Efficient Quantum Pseudorandomness from Hamiltonian Phase States

TL;DR

This paper introduces the Hamiltonian Phase State (HPS) problem, a new quantum hardness assumption that enables efficient construction of various pseudorandom quantum primitives without relying on classical cryptography.

Contribution

The work presents a novel quantum hardness assumption based on Hamiltonian phase states, decoupling quantum pseudorandomness from classical cryptographic foundations.

Findings

HPS can be generated efficiently with simple quantum gates.

HPS problem is hard even in the worst case and is plausibly fully quantum.
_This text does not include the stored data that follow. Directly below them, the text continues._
// Corpus Search Result Renderer
// Marks matched tokens inside display entries

use crate::pattern::literal_token_regex;
use crate::types::DisplayEntry;
use serde::Deserialize;

/// Strings placed around each highlighted token
#[derive(Debug, Clone, PartialEq, Eq, Deserialize)]
pub struct HighlightMarkers {
    pub open: String,
    pub close: String,
}

impl HighlightMarkers {
    pub fn new(open: impl Into<String>, close: impl Into<String>) -> Self {
        Self {
            open: open.into(),
            close: close.into(),
        }
    }

    /// Bold red terminal escape codes
    pub fn ansi() -> Self {
        Self::new("\x1b[1;31m", "\x1b[0m")
    }
}

impl Default for HighlightMarkers {
    /// Markdown bold
    fn default() -> Self {
        Self::new("**", "**")
    }
}

/// Renders entry text with matched tokens wrapped in markers
#[derive(Debug, Clone, Default)]
pub struct Highlighter {
    markers: HighlightMarkers,
}

impl Highlighter {
    pub fn new(markers: HighlightMarkers) -> Self {
        Self { markers }
    }

    pub fn markers(&self) -> &HighlightMarkers {
        &self.markers
    }

    /// Wrap every whole-token occurrence of each matched token
    ///
    /// Occurrences are located as byte spans first and spliced in one pass,
    /// so markup never nests. Longer tokens claim their spans first: with
    /// `cat` and `cat food` both matched, `cat food` is wrapped whole and the
    /// `cat` inside it is left alone.
    ///
    /// # Examples
    /// ```
    /// # use corpus_search::highlight::Highlighter;
    /// let highlighter = Highlighter::default();
    /// let tokens = vec!["cats".to_string()];
    /// assert_eq!(
    ///     highlighter.render("  The cats sat on cats.\n", &tokens),
    ///     "The **cats** sat on **cats**."
    /// );
    /// ```
    pub fn render(&self, text: &str, tokens: &[String]) -> String {
        let text = text.trim();

        let mut unique: Vec<&str> = Vec::new();
        for token in tokens {
            if !token.is_empty() && !unique.contains(&token.as_str()) {
                unique.push(token.as_str());
            }
        }
        unique.sort_by(|a, b| b.len().cmp(&a.len()).then_with(|| a.cmp(b)));

        let mut spans: Vec<(usize, usize)> = Vec::new();
        for token in unique {
            let Ok(re) = literal_token_regex(token) else {
                continue;
            };
            for m in re.find_iter(text) {
                let (start, end) = (m.start(), m.end());
                if spans.iter().all(|&(s, e)| end <= s || start >= e) {
                    spans.push((start, end));
                }
            }
        }
        spans.sort_unstable();

        let mut rendered = String::with_capacity(
            text.len() + spans.len() * (self.markers.open.len() + self.markers.close.len()),
        );
        let mut cursor = 0;
        for (start, end) in spans {
            rendered.push_str(&text[cursor..start]);
            rendered.push_str(&self.markers.open);
            rendered.push_str(&text[start..end]);
            rendered.push_str(&self.markers.close);
            cursor = end;
        }
        rendered.push_str(&text[cursor..]);
        rendered
    }

    /// Render a display entry using its own matched tokens
    pub fn render_entry(&self, entry: &DisplayEntry) -> String {
        self.render(&entry.text, &entry.tokens)
    }
}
HPS enables construction of pseudorandom states, unitaries, and quantum cryptographic primitives.

Abstract

Quantum pseudorandomness has found applications in many areas of quantum information, ranging from entanglement theory, to models of scrambling phenomena in chaotic quantum systems, and, more recently, in the foundations of quantum cryptography. Kretschmer (TQC '21) showed that both pseudorandom states and pseudorandom unitaries exist even in a world without classical one-way functions. To this day, however, all known constructions require classical cryptographic building blocks which are themselves synonymous with the existence of one-way functions, and which are also challenging to realize on realistic quantum hardware. In this work, we seek to make progress on both of these fronts simultaneously -- by decoupling quantum pseudorandomness from classical cryptography altogether. We introduce a quantum hardness assumption called the Hamiltonian Phase State (HPS) problem, which is the task of decoding output states of a random instantaneous quantum polynomial-time (IQP) circuit. Hamiltonian phase states can be generated very efficiently using only Hadamard gates, single-qubit Z-rotations and CNOT circuits. We show that the hardness of our problem reduces to a worst-case version of the problem, and we provide evidence that our assumption is plausibly fully quantum; meaning, it cannot be used to construct one-way functions. We also show information-theoretic hardness when only few copies of HPS are available by proving an approximate $t$-design property of our ensemble. Finally, we show that our HPS assumption and its variants allow us to efficiently construct many pseudorandom quantum primitives, ranging from pseudorandom states, to quantum pseudoentanglement, to pseudorandom unitaries, and even primitives such as public-key encryption with quantum keys.